By Jesse Kropelnicki | March 31, 2015, 5:59 p.m. (ET)

Another triathlon season is fast approaching! Throughout most of the country winter has, hopefully, passed us by, and you are turning your attention toward another year of training and racing. In doing so, an effective season and multi-season plan can be your most important consideration, for a successful 2015 and beyond. Rather than focusing your primary attention on specific workouts, and other micro-level details, place proper attention on the management and application of longer-term training stress.

triathlonFor the typical age-group athlete, who doesn’t have to worry about Olympic qualification or the Kona Points Ranking standings, the ability to focus primary attention on long-term progress eliminates many of the complicating factors that professional athletes face — factors that often completely undermine the consistency of their race results. The age-grouper is afforded the luxury of formulating a season and multi-season plan that can focus predominately on long-term progress and consistency, over everything else. The essential ingredients required in this process? Patience and consistency! 

So how does the typical age-grouper, be they beginner or advanced, go about planning a season and the next several years, for ideal long-term progress and ultimate success in this sport?

Assess Your Limiters
All athletes have limiters; things they can improve upon. The key is to identify and prioritize them. These limiters, whatever they may be, can best be thought of as dials. As limiters are identified, and effectively addressed, it is the equivalent to turning these dials and thereby increasing speed potential. When I meet an athlete for the first time, I immediately begin assessing their limiters. The more dials that I have available, the happier I am, because each dial in conjunction with its magnitude represents more and more future speed potential. As a coach, one of my primary functions is in developing an expertise in finding these dials, and then knowing how and when to turn them.

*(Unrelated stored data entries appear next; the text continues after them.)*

//! Tokenizer for expression text.

use crate::error::{Error, Result};

/// A lexical token.
#[derive(Debug, Clone, PartialEq)]
pub enum Token {
    /// Numeric literal.
    Number(f64),
    /// Identifier (symbol, function, or built-in name).
    Name(String),
    Plus,
    Minus,
    Star,
    Slash,
    /// `^` or `**`.
    Caret,
    LParen,
    RParen,
    Comma,
    Eof,
}

/// A token together with its byte offset in the source.
#[derive(Debug, Clone, PartialEq)]
pub struct SpannedToken {
    pub token: Token,
    pub position: usize,
}

/// Tokenize an expression string.
pub fn tokenize(src: &str) -> Result<Vec<SpannedToken>> {
    let bytes = src.as_bytes();
    let mut tokens = Vec::new();
    let mut i = 0;

    while i < bytes.len() {
        if !bytes[i].is_ascii() {
            // `i` is a char boundary here: everything consumed so far is ASCII.
            let ch = src[i..].chars().next().unwrap_or(char::REPLACEMENT_CHARACTER);
            return Err(Error::Syntax {
                position: i,
                message: format!("unsupported non-ASCII character '{}'", ch),
            });
        }
        let c = bytes[i] as char;
        match c {
            ' ' | '\t' | '\n' | '\r' => {
                i += 1;
            }
            '+' => {
                tokens.push(SpannedToken { token: Token::Plus, position: i });
                i += 1;
            }
            '-' => {
                tokens.push(SpannedToken { token: Token::Minus, position: i });
                i += 1;
            }
            '*' => {
                if bytes.get(i + 1) == Some(&b'*') {
                    tokens.push(SpannedToken { token: Token::Caret, position: i });
                    i += 2;
                } else {
                    tokens.push(SpannedToken { token: Token::Star, position: i });
                    i += 1;
                }
            }
            '/' => {
                tokens.push(SpannedToken { token: Token::Slash, position: i });
                i += 1;
            }
            '^' => {
                tokens.push(SpannedToken { token: Token::Caret, position: i });
                i += 1;
            }
            '(' => {
                tokens.push(SpannedToken { token: Token::LParen, position: i });
                i += 1;
            }
            ')' => {
                tokens.push(SpannedToken { token: Token::RParen, position: i });
                i += 1;
            }
            ',' => {
                tokens.push(SpannedToken { token: Token::Comma, position: i });
                i += 1;
            }
            '0'..='9' | '.' => {
                let start = i;
                while i < bytes.len() && matches!(bytes[i] as char, '0'..='9' | '.') {
                    i += 1;
                }
                // Exponent suffix: 1e-3, 2.5E6
                if i < bytes.len() && matches!(bytes[i] as char, 'e' | 'E') {
                    let mut j = i + 1;
                    if j < bytes.len() && matches!(bytes[j] as char, '+' | '-') {
                        j += 1;
                    }
                    if j < bytes.len() && (bytes[j] as char).is_ascii_digit() {
                        i = j;
                        while i < bytes.len() && (bytes[i] as char).is_ascii_digit() {
                            i += 1;
                        }
                    }
                }
                let text = &src[start..i];
                let value: f64 = text.parse().map_err(|_| Error::Syntax {
                    position: start,
                    message: format!("invalid number '{}'", text),
                })?;
                tokens.push(SpannedToken { token: Token::Number(value), position: start });
            }
            c if c.is_alphabetic() || c == '_' => {
                let start = i;
                while i < bytes.len()
                    && (bytes[i].is_ascii_alphanumeric()
                        || matches!(bytes[i] as char, '_' | '{' | '}' | '^' | '\''))
                {
                    // A caret inside a name is only the superscript notation
                    // when followed by a brace group.
                    if bytes[i] as char == '^' && bytes.get(i + 1) != Some(&b'{') {
                        break;
                    }
                    i += 1;
                }
                tokens.push(SpannedToken {
                    token: Token::Name(src[start..i].to_string()),
                    position: start,
                });
            }
            other => {
                return Err(Error::Syntax {
                    position: i,
                    message: format!("unexpected character '{}'", other),
                });
            }
        }
    }

    tokens.push(SpannedToken { token: Token::Eof, position: src.len() });
    Ok(tokens)
}

#[cfg(test)]
mod tests {
    use super::*;

    #[test]
    fn test_tokenize_simple() {
        let toks = tokenize("cos(3*t) + 5").unwrap();
        let kinds: Vec<Token> = toks.into_iter().map(|t| t.token).collect();
        assert_eq!(
            kinds,
            vec![
                Token::Name("cos".into()),
                Token::LParen,
                Token::Number(3.0),
                Token::Star,
                Token::Name("t".into()),
                Token::RParen,
                Token::Plus,
                Token::Number(5.0),
                Token::Eof,
            ]
        );
    }

    #[test]
    fn test_tokenize_double_star_power() {
        let toks = tokenize("s**2").unwrap();
        assert_eq!(toks[1].token, Token::Caret);
    }

    #[test]
    fn test_tokenize_subscript_name() {
        let toks = tokenize("R_{out}").unwrap();
        assert_eq!(toks[0].token, Token::Name("R_{out}".into()));
    }

    #[test]
    fn test_tokenize_scientific_number() {
        let toks = tokenize("1e-3").unwrap();
        assert_eq!(toks[0].token, Token::Number(1e-3));
    }

    #[test]
    fn test_tokenize_rejects_garbage() {
        assert!(tokenize("3 $ 4").is_err());
    }

    #[test]
    fn test_tokenize_rejects_non_ascii() {
        // Greek letters are spelled out ("omega"); raw codepoints are a
        // syntax error, not a panic.
        let err = tokenize("ω*t").unwrap_err();
        assert!(err.to_string().contains("non-ASCII"));
        assert!(tokenize("5*cosθ").is_err());
    }
}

I encourage all athletes and coaches to sit down before the start of a season, and run through each of the five key areas of race success (training, nutrition/restoration, fueling, pacing and mental fitness), to identify limiters and begin formulating a plan to compensate for each. Actually write them down, four or five primary limiters for each. This can be a great eye-opening exercise that starts the season off with focus on the major areas where you believe speed can be most efficiently elicited. Be creative! Consider a multi-year perspective to address the more difficult limiters, applying focus to one, one year, and another, the next year, with some major outcome related goal three to four years down the road. Perhaps even a World Championship qualification. The key to long-term progress is to identify and compensate for these limiters; however as you can see, a short-term focus in one particular year may not solve the limiter and therefore not result in an athlete meeting their full potential. This takes sacrificing year one to some degree to have larger success in year two.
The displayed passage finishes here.